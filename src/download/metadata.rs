//! Metadata resolution through yt-dlp in no-download mode.
//!
//! One `--dump-single-json` call per URL yields title, artist/uploader,
//! thumbnail URL and duration. No media payload is transferred.

use serde::{Deserialize, Serialize};
use tokio::process::Command;

use crate::core::config::{self, DownloadConfig};
use crate::core::error::AppError;
use crate::core::process::{run_with_timeout, stderr_tail};

/// Artist used when the resolver knows neither artist nor uploader
pub const UNKNOWN_ARTIST: &str = "unknown";

/// Resolved description of a remote audio source.
#[derive(Debug, Clone, PartialEq, Eq, Serialize)]
pub struct AudioMetadata {
    pub artist: String,
    pub title: String,
    /// Cover image URL; `None` means the placeholder is used
    pub thumbnail_url: Option<String>,
    pub duration_secs: Option<u32>,
}

#[derive(Debug, Deserialize)]
struct Thumbnail {
    url: Option<String>,
}

/// Subset of yt-dlp's info dict that we read
#[derive(Debug, Deserialize)]
struct InfoJson {
    title: Option<String>,
    artist: Option<String>,
    uploader: Option<String>,
    channel: Option<String>,
    thumbnail: Option<String>,
    #[serde(default)]
    thumbnails: Vec<Thumbnail>,
    duration: Option<f64>,
}

/// yt-dlp prints "NA" for missing template fields; treat it like absence.
fn present(value: Option<String>) -> Option<String> {
    value
        .map(|v| v.trim().to_string())
        .filter(|v| !v.is_empty() && v != "NA")
}

/// Parses the JSON printed by `yt-dlp --dump-single-json`.
pub fn parse_info_json(json: &str) -> Result<AudioMetadata, AppError> {
    let info: InfoJson =
        serde_json::from_str(json).map_err(|e| AppError::Extraction(format!("Unparsable yt-dlp output: {}", e)))?;

    let title = present(info.title)
        .ok_or_else(|| AppError::Extraction("Resolver returned no title".to_string()))?;

    let artist = present(info.artist)
        .or_else(|| present(info.uploader))
        .or_else(|| present(info.channel))
        .unwrap_or_else(|| UNKNOWN_ARTIST.to_string());

    // The list is ordered by preference, best last
    let thumbnail_url = present(info.thumbnail).or_else(|| info.thumbnails.into_iter().rev().find_map(|t| present(t.url)));

    let duration_secs = info
        .duration
        .filter(|d| d.is_finite() && *d >= 0.0)
        .map(|d| d.round() as u32);

    Ok(AudioMetadata {
        artist,
        title,
        thumbnail_url,
        duration_secs,
    })
}

/// Builds the yt-dlp argument list for a metadata-only query.
pub fn metadata_args(config: &DownloadConfig, url: &str) -> Vec<String> {
    let mut args: Vec<String> = vec![
        "--dump-single-json".into(),
        "--skip-download".into(),
        "--flat-playlist".into(),
        "--no-playlist".into(),
        "--no-warnings".into(),
    ];
    if let Some(cookies) = config.usable_cookies_file() {
        args.push("--cookies".into());
        args.push(cookies.display().to_string());
    }
    args.push(url.to_string());
    args
}

/// Resolves title, artist and thumbnail for `url` without downloading media.
pub async fn extract_metadata(config: &DownloadConfig, url: &str) -> Result<AudioMetadata, AppError> {
    log::info!("Extracting audio details for {}", url);
    let args = metadata_args(config, url);
    log::debug!("yt-dlp command for metadata: {} {}", config.ytdl_bin, args.join(" "));

    let output = run_with_timeout(
        Command::new(&config.ytdl_bin).args(&args),
        config::download::metadata_timeout(),
    )
    .await
    .map_err(|e| {
        log::error!("Failed to extract audio details: {}", e);
        AppError::Extraction(e.to_string())
    })?;

    if !output.status.success() {
        let stderr = stderr_tail(&output.stderr, 500);
        log::error!("yt-dlp metadata failed ({}): {}", output.status, stderr);
        return Err(AppError::Extraction(format!("yt-dlp exited with {}: {}", output.status, stderr)));
    }

    let metadata = parse_info_json(&String::from_utf8_lossy(&output.stdout))?;
    log::info!(
        "Got metadata from yt-dlp: title='{}', artist='{}'",
        metadata.title,
        metadata.artist
    );
    Ok(metadata)
}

━━━━━━━━━━━━━━━━━━━━

TASK DETAILS
From the entries above, give again exactly the lines running from the line with "in no-download mode." to the line with "let artist = present(info.artist)"; include both of those lines.

ANSWER FOR THE TASK
//! Metadata resolution through yt-dlp in no-download mode.
//!
//! One `--dump-single-json` call per URL yields title, artist/uploader,
//! thumbnail URL and duration. No media payload is transferred.

use serde::{Deserialize, Serialize};
use tokio::process::Command;

use crate::core::config::{self, DownloadConfig};
use crate::core::error::AppError;
use crate::core::process::{run_with_timeout, stderr_tail};

/// Artist used when the resolver knows neither artist nor uploader
pub const UNKNOWN_ARTIST: &str = "unknown";

/// Resolved description of a remote audio source.
#[derive(Debug, Clone, PartialEq, Eq, Serialize)]
pub struct AudioMetadata {
    pub artist: String,
    pub title: String,
    /// Cover image URL; `None` means the placeholder is used
    pub thumbnail_url: Option<String>,
    pub duration_secs: Option<u32>,
}

#[derive(Debug, Deserialize)]
struct Thumbnail {
    url: Option<String>,
}

/// Subset of yt-dlp's info dict that we read
#[derive(Debug, Deserialize)]
struct InfoJson {
    title: Option<String>,
    artist: Option<String>,
    uploader: Option<String>,
    channel: Option<String>,
    thumbnail: Option<String>,
    #[serde(default)]
    thumbnails: Vec<Thumbnail>,
    duration: Option<f64>,
}

/// yt-dlp prints "NA" for missing template fields; treat it like absence.
fn present(value: Option<String>) -> Option<String> {
    value
        .map(|v| v.trim().to_string())
        .filter(|v| !v.is_empty() && v != "NA")
}

/// Parses the JSON printed by `yt-dlp --dump-single-json`.
pub fn parse_info_json(json: &str) -> Result<AudioMetadata, AppError> {
    let info: InfoJson =
        serde_json::from_str(json).map_err(|e| AppError::Extraction(format!("Unparsable yt-dlp output: {}", e)))?;

    let title = present(info.title)
        .ok_or_else(|| AppError::Extraction("Resolver returned no title".to_string()))?;

    let artist = present(info.artist)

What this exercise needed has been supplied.